▶ _Problem description_
Find the word "their" in the listing; pull out each line holding it.

****

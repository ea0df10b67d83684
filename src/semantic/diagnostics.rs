//! Diagnostics: syntax and semantic error reporting.
//!
//! Diagnostics accumulate per grammar file and are never fatal.

use std::sync::Arc;

use rowan::TextRange;
use serde::{Deserialize, Serialize};

use crate::base::{LexicalRange, LineIndex};

// ============================================================================
// DIAGNOSTIC TYPES
// ============================================================================

/// Severity level of a diagnostic.
#[derive(Clone, Copy, Debug, PartialEq, Eq, Hash, Serialize, Deserialize)]
pub enum Severity {
    Error,
    Warning,
    Info,
    Hint,
}

impl Severity {
    /// Convert to LSP severity number.
    pub fn to_lsp(&self) -> u32 {
        match self {
            Severity::Error => 1,
            Severity::Warning => 2,
            Severity::Info => 3,
            Severity::Hint => 4,
        }
    }
}

/// A diagnostic message with location.
#[derive(Clone, Debug, PartialEq, Eq, Serialize, Deserialize)]
pub struct Diagnostic {
    pub severity: Severity,
    /// Error/warning code (e.g., "E0001").
    pub code: Option<Arc<str>>,
    pub message: Arc<str>,
    pub range: LexicalRange,
    /// Byte range in the grammar source, used for ordering.
    #[serde(skip)]
    pub offset: Option<TextRange>,
}

impl Diagnostic {
    /// Create a new error diagnostic.
    pub fn error(range: LexicalRange, message: impl Into<Arc<str>>) -> Self {
        Self {
            severity: Severity::Error,
            code: None,
            message: message.into(),
            range,
            offset: None,
        }
    }

    /// Create a new warning diagnostic.
    pub fn warning(range: LexicalRange, message: impl Into<Arc<str>>) -> Self {
        Self {
            severity: Severity::Warning,
            ..Self::error(range, message)
        }
    }

    /// Error covering a token of the source text.
    pub fn error_at(index: &LineIndex<'_>, range: TextRange, message: impl Into<Arc<str>>) -> Self {
        Self::error(index.token_range(range), message).with_offset(range)
    }

    /// Set the error code.
    pub fn with_code(mut self, code: &str) -> Self {
        self.code = Some(Arc::from(code));
        self
    }

    pub fn with_offset(mut self, offset: TextRange) -> Self {
        self.offset = Some(offset);
        self
    }

    pub fn is_error(&self) -> bool {
        self.severity == Severity::Error
    }
}

/// Order diagnostics by their position in the source.
pub fn sort_diagnostics(diagnostics: &mut [Diagnostic]) {
    diagnostics.sort_by_key(|d| (d.range.start, d.offset.map(|o| o.start())));
}

// ============================================================================
// DIAGNOSTIC CODES
// ============================================================================

/// Diagnostic codes for grammar errors.
///
/// - **E0001-E0099**: syntax and semantic errors
/// - **E0100-**: errors found while generating
#[allow(dead_code)]
pub mod codes {
    /// Syntax error reported by the parser.
    pub const SYNTAX_ERROR: &str = "E0001";
    /// Reference to an undefined token.
    pub const UNKNOWN_TOKEN: &str = "E0002";
    /// Reference to an undefined parser rule.
    pub const UNKNOWN_RULE: &str = "E0003";
    /// Reference to an undefined channel.
    pub const UNKNOWN_CHANNEL: &str = "E0004";
    /// Reference to an undefined lexer mode.
    pub const UNKNOWN_MODE: &str = "E0005";
    /// Duplicate definition.
    pub const DUPLICATE_SYMBOL: &str = "E0006";
    /// Rule kind not allowed in this grammar type.
    pub const RULE_NOT_ALLOWED: &str = "E0007";
    /// `channels {}` outside a lexer grammar.
    pub const CHANNELS_NOT_ALLOWED: &str = "E0008";
    /// Mutually left-recursive rules.
    pub const LEFT_RECURSION: &str = "E0100";
}

#[cfg(test)]
mod tests {
    use super::*;
    use crate::base::Position;

    #[test]
    fn test_error_at_uses_token_range() {
        let text = "grammar t;\n\na: ZZ b;";
        let index = LineIndex::new(text);
        let range = TextRange::new(15.into(), 17.into());
        let diagnostic = Diagnostic::error_at(&index, range, "Unknown token reference 'ZZ'");
        assert_eq!(diagnostic.range.start, Position::new(3, 3));
        assert_eq!(diagnostic.range.end, Position::new(3, 5));
        assert!(diagnostic.is_error());
    }

    #[test]
    fn test_sort_diagnostics() {
        let mut diagnostics = vec![
            Diagnostic::warning(LexicalRange::from_coords(5, 0, 5, 1), "b"),
            Diagnostic::error(LexicalRange::from_coords(2, 3, 2, 4), "a"),
        ];
        sort_diagnostics(&mut diagnostics);
        assert_eq!(&*diagnostics[0].message, "a");
        assert_eq!(diagnostics[1].severity, Severity::Warning);
    }
}
use std::path::{Path, PathBuf};

use rustc_hash::{FxHashMap, FxHashSet};

use crate::base::normalize_path;
use crate::context::GrammarContext;
use crate::workspace::WorkspaceConfig;
use crate::workspace::entry::{ContextEntry, ContextId};

/// A set of loaded grammars and the dependency edges between them
#[derive(Debug, Default)]
pub struct Workspace {
    pub(super) config: WorkspaceConfig,
    pub(super) contexts: FxHashMap<PathBuf, ContextEntry>,
    pub(super) next_id: u32,
}

impl Workspace {
    /// Creates a new empty workspace
    pub fn new() -> Self {
        Self::default()
    }

    pub fn with_config(config: WorkspaceConfig) -> Self {
        Self {
            config,
            ..Self::default()
        }
    }

    pub fn config(&self) -> &WorkspaceConfig {
        &self.config
    }

    pub fn config_mut(&mut self) -> &mut WorkspaceConfig {
        &mut self.config
    }

    // ========================================================================
    // Accessors
    // ========================================================================

    /// The loaded context for `path`, without loading it.
    pub fn context(&self, path: impl AsRef<Path>) -> Option<&GrammarContext> {
        self.contexts
            .get(&normalize_path(path.as_ref()))
            .map(|entry| &entry.context)
    }

    pub fn context_id(&self, path: impl AsRef<Path>) -> Option<ContextId> {
        self.contexts
            .get(&normalize_path(path.as_ref()))
            .map(|entry| entry.id)
    }

    pub fn is_loaded(&self, path: impl AsRef<Path>) -> bool {
        self.contexts.contains_key(&normalize_path(path.as_ref()))
    }

    /// Number of outstanding loads of `path`; 0 when not loaded.
    pub fn ref_count(&self, path: impl AsRef<Path>) -> usize {
        self.contexts
            .get(&normalize_path(path.as_ref()))
            .map_or(0, |entry| entry.ref_count)
    }

    pub fn context_count(&self) -> usize {
        self.contexts.len()
    }

    /// Paths of all loaded grammars, sorted.
    pub fn loaded_paths(&self) -> Vec<&Path> {
        let mut paths: Vec<&Path> = self.contexts.keys().map(PathBuf::as_path).collect();
        paths.sort();
        paths
    }

    pub fn contexts(&self) -> impl Iterator<Item = &GrammarContext> {
        self.contexts.values().map(|entry| &entry.context)
    }

    // ========================================================================
    // Closure
    // ========================================================================

    /// Loads `path` if it is not loaded yet. Returns its key.
    pub(super) fn ensure_loaded(&mut self, path: &Path) -> PathBuf {
        let key = normalize_path(path);
        if !self.contexts.contains_key(&key) {
            self.load_grammar(&key, None);
        }
        key
    }

    /// Resolved dependencies of `key`, transitively, depth-first and without
    /// duplicates. `key` itself is never part of its closure.
    pub(super) fn dependency_closure(&self, key: &Path) -> Vec<&GrammarContext> {
        let mut visited = FxHashSet::default();
        visited.insert(key.to_path_buf());
        let mut closure = Vec::new();
        self.collect_dependencies(key, &mut visited, &mut closure);
        closure
    }

    fn collect_dependencies<'a>(
        &'a self,
        key: &Path,
        visited: &mut FxHashSet<PathBuf>,
        closure: &mut Vec<&'a GrammarContext>,
    ) {
        let Some(entry) = self.contexts.get(key) else {
            return;
        };
        for dependency in &entry.resolved {
            if !visited.insert(dependency.clone()) {
                continue;
            }
            if let Some(found) = self.contexts.get(dependency) {
                closure.push(&found.context);
                self.collect_dependencies(dependency, visited, closure);
            }
        }
    }

    /// Contexts depending on `key`, transitively, each visited once.
    pub(super) fn dependent_closure(&self, key: &Path) -> Vec<&GrammarContext> {
        let mut visited = FxHashSet::default();
        visited.insert(key.to_path_buf());
        let mut pending = vec![key.to_path_buf()];
        let mut closure = Vec::new();
        while let Some(current) = pending.pop() {
            let Some(entry) = self.contexts.get(&current) else {
                continue;
            };
            for dependent in entry.context.dependents() {
                if !visited.insert(dependent.to_path_buf()) {
                    continue;
                }
                if let Some(found) = self.contexts.get(dependent) {
                    closure.push(&found.context);
                    pending.push(dependent.to_path_buf());
                }
            }
        }
        closure
    }

    /// `key` after its dependencies, dependencies before their dependents.
    pub(super) fn generation_order(&self, key: &Path) -> Vec<PathBuf> {
        fn visit(
            workspace: &Workspace,
            key: &Path,
            visited: &mut FxHashSet<PathBuf>,
            order: &mut Vec<PathBuf>,
        ) {
            if !visited.insert(key.to_path_buf()) {
                return;
            }
            let Some(entry) = workspace.contexts.get(key) else {
                return;
            };
            for dependency in &entry.resolved {
                visit(workspace, dependency, visited, order);
            }
            order.push(key.to_path_buf());
        }

        let mut order = Vec::new();
        visit(self, key, &mut FxHashSet::default(), &mut order);
        order
    }
}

****

▶ _Answer to this problem_
/// Order diagnostics by their position in the source.
    /// `key` after its dependencies, dependencies before their dependents.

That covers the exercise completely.